Stored items:

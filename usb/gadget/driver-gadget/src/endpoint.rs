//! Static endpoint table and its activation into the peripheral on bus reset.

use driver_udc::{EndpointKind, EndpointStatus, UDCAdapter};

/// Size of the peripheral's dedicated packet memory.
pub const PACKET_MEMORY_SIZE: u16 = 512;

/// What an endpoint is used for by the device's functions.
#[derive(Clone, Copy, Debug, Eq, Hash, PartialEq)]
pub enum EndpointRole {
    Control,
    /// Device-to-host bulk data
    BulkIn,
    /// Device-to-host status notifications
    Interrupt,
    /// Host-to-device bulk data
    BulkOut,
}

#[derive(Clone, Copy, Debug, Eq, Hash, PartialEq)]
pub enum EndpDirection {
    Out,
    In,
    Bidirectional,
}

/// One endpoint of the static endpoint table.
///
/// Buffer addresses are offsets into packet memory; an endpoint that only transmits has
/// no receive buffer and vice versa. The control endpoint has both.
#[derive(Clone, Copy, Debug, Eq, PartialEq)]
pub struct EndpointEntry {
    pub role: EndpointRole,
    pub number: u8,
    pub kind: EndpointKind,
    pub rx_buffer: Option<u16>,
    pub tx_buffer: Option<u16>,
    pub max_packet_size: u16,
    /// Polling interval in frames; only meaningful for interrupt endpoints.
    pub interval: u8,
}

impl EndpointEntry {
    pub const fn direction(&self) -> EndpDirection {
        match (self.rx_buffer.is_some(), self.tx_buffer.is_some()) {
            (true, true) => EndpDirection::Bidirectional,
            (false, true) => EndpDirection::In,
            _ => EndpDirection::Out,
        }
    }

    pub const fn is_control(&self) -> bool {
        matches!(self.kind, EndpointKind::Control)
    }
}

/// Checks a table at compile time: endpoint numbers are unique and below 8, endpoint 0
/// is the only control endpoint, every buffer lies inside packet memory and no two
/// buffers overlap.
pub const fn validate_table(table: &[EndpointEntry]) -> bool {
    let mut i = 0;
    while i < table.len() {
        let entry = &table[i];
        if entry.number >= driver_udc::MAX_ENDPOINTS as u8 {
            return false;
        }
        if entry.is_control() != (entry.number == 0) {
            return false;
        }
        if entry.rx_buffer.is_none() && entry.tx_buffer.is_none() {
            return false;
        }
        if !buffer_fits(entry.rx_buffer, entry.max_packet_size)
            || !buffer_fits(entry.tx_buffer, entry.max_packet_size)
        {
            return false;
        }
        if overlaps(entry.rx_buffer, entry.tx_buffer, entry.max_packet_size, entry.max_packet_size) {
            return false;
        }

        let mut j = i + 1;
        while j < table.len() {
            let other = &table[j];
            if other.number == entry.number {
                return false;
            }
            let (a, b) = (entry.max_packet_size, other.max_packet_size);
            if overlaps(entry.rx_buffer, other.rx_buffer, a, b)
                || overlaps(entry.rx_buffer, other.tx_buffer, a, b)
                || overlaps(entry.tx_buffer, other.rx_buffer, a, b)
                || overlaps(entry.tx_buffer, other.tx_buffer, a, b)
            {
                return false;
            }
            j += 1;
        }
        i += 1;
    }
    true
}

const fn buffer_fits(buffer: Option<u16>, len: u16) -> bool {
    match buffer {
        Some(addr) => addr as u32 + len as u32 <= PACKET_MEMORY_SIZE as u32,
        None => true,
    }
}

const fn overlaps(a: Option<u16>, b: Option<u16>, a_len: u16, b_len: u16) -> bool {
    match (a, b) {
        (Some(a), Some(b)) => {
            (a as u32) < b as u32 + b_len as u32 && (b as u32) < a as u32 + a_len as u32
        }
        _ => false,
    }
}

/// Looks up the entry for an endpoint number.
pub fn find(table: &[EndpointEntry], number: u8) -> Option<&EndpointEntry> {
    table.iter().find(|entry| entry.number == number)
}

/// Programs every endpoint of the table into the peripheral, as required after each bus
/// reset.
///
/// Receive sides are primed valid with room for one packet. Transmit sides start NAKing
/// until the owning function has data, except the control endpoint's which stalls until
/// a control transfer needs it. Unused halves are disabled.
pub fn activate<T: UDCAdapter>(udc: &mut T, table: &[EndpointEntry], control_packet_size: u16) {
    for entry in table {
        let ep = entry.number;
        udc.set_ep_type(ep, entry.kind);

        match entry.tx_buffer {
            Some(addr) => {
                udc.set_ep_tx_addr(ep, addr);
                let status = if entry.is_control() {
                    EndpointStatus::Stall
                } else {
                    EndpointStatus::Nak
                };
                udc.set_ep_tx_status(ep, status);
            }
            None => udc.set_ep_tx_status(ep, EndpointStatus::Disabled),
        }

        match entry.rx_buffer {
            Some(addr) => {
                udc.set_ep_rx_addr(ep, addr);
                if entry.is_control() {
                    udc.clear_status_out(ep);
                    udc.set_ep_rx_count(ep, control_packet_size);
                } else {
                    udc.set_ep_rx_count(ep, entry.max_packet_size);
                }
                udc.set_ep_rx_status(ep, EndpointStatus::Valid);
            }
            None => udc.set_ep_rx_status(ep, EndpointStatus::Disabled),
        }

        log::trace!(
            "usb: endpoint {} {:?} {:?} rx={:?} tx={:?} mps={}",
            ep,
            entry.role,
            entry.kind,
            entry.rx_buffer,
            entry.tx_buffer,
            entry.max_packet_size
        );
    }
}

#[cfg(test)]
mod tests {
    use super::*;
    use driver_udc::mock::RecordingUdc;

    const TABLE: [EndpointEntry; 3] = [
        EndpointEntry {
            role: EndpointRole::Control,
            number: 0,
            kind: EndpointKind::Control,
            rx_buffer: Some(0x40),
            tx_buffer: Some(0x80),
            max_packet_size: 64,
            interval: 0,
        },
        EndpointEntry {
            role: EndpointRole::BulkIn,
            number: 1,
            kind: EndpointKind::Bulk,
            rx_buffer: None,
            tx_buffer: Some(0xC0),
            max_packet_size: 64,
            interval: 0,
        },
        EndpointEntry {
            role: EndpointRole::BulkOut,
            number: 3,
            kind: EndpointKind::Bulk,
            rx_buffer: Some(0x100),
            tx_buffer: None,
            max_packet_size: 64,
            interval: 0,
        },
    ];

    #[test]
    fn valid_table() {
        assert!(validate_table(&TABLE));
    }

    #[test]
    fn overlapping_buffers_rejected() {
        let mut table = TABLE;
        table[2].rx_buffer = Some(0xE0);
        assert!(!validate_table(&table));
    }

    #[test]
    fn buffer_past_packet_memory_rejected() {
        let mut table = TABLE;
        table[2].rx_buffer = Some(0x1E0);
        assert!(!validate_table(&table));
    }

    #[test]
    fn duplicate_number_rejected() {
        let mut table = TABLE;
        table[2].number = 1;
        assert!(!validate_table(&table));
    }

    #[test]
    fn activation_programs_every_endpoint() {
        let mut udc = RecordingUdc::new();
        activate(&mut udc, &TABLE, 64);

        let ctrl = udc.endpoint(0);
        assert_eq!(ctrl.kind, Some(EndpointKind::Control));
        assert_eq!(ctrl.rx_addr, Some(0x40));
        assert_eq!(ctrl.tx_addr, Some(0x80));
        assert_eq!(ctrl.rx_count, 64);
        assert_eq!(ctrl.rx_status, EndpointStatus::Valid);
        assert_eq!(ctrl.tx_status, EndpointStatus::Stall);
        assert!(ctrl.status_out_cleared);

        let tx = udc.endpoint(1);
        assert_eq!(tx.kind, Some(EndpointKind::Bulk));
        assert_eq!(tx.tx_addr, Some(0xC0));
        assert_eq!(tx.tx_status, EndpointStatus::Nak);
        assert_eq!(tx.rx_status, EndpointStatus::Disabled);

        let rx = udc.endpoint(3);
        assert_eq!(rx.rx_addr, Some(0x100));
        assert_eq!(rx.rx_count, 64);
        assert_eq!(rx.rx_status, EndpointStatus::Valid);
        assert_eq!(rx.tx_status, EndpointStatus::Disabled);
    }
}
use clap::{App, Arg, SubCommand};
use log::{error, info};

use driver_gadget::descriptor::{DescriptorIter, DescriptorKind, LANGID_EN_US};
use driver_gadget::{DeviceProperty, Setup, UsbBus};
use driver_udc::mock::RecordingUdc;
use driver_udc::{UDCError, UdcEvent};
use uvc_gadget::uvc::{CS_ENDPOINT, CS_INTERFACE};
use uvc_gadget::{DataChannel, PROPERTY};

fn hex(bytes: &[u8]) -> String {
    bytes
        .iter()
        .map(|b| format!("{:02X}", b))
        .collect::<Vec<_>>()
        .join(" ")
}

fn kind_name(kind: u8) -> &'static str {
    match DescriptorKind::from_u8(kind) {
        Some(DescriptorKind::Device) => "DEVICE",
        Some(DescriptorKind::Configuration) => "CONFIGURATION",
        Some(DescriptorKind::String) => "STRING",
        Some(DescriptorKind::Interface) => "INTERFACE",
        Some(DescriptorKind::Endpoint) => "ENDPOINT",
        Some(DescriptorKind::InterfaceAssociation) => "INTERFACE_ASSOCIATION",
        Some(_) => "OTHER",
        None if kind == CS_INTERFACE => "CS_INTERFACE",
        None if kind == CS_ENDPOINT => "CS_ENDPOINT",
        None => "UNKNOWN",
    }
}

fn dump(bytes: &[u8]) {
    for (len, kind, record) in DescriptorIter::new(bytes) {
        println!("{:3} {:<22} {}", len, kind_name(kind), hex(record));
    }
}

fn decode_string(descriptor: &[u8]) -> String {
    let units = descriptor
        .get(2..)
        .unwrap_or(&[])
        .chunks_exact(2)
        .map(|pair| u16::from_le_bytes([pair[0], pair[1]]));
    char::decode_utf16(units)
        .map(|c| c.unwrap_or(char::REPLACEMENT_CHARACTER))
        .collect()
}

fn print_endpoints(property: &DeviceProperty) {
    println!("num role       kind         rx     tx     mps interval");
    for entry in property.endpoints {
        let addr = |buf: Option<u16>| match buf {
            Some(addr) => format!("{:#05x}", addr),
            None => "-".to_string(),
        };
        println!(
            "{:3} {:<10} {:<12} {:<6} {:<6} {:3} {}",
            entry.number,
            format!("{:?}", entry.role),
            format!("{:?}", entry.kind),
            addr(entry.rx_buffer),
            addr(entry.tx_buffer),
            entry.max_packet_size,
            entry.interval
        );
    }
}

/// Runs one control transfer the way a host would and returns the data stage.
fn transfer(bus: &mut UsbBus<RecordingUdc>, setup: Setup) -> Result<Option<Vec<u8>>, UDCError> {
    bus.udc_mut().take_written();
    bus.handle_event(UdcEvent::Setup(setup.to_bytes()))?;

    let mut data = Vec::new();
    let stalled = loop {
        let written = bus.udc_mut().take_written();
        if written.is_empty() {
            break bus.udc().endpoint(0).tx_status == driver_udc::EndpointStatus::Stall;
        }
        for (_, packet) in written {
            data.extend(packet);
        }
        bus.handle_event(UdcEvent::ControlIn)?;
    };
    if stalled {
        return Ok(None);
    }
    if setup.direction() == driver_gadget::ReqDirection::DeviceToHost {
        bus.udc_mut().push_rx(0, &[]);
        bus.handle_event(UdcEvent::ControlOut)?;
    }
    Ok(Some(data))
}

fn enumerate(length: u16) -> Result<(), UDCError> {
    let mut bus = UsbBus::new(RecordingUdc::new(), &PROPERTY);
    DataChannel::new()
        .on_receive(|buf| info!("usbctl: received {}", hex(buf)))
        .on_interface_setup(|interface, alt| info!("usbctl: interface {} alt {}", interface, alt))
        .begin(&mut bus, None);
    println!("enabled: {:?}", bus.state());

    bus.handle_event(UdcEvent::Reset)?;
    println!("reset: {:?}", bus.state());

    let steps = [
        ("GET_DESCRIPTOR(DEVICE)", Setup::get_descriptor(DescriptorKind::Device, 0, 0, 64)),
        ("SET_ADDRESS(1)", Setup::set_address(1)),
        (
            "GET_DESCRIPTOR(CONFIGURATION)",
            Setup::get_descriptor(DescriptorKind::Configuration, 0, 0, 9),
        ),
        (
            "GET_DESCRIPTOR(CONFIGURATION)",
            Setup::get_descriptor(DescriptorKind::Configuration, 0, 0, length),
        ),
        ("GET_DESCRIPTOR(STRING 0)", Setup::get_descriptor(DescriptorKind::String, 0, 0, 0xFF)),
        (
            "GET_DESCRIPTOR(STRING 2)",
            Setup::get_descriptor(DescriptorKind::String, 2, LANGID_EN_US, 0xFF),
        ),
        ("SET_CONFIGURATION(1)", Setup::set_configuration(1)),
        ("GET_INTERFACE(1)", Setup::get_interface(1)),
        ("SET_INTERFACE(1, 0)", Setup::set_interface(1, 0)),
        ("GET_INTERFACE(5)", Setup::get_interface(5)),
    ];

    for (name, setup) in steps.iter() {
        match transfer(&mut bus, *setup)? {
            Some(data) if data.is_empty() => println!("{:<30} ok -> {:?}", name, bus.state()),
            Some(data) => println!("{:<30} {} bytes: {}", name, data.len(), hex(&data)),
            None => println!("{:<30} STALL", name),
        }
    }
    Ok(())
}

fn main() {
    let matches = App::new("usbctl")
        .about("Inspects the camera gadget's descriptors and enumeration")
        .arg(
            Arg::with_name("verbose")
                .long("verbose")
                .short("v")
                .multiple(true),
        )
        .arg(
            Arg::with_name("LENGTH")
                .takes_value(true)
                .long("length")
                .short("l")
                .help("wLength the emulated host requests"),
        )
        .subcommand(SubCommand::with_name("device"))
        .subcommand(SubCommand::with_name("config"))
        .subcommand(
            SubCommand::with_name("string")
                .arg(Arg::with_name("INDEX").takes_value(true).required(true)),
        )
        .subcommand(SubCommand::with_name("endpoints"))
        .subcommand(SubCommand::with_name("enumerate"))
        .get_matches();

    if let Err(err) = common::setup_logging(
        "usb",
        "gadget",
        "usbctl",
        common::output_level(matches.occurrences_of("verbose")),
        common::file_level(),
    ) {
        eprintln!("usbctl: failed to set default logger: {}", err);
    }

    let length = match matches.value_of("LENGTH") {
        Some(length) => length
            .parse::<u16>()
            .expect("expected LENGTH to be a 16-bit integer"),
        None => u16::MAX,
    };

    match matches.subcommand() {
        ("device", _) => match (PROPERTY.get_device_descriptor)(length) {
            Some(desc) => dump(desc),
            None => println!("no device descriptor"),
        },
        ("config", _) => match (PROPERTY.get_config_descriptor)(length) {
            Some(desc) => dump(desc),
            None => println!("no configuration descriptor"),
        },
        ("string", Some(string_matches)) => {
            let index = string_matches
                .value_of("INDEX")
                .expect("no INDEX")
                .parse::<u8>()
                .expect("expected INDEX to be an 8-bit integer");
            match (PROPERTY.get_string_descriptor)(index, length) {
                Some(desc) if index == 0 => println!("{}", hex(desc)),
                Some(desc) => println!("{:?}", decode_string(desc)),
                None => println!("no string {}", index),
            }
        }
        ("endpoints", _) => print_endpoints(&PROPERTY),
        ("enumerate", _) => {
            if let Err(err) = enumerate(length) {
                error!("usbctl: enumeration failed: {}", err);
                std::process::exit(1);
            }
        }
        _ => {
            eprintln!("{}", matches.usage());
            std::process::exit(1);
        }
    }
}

Task instructions>
Show every line above where "self" is found.

Response to this task>
    pub const fn direction(&self) -> EndpDirection {
        match (self.rx_buffer.is_some(), self.tx_buffer.is_some()) {
    pub const fn is_control(&self) -> bool {
        matches!(self.kind, EndpointKind::Control)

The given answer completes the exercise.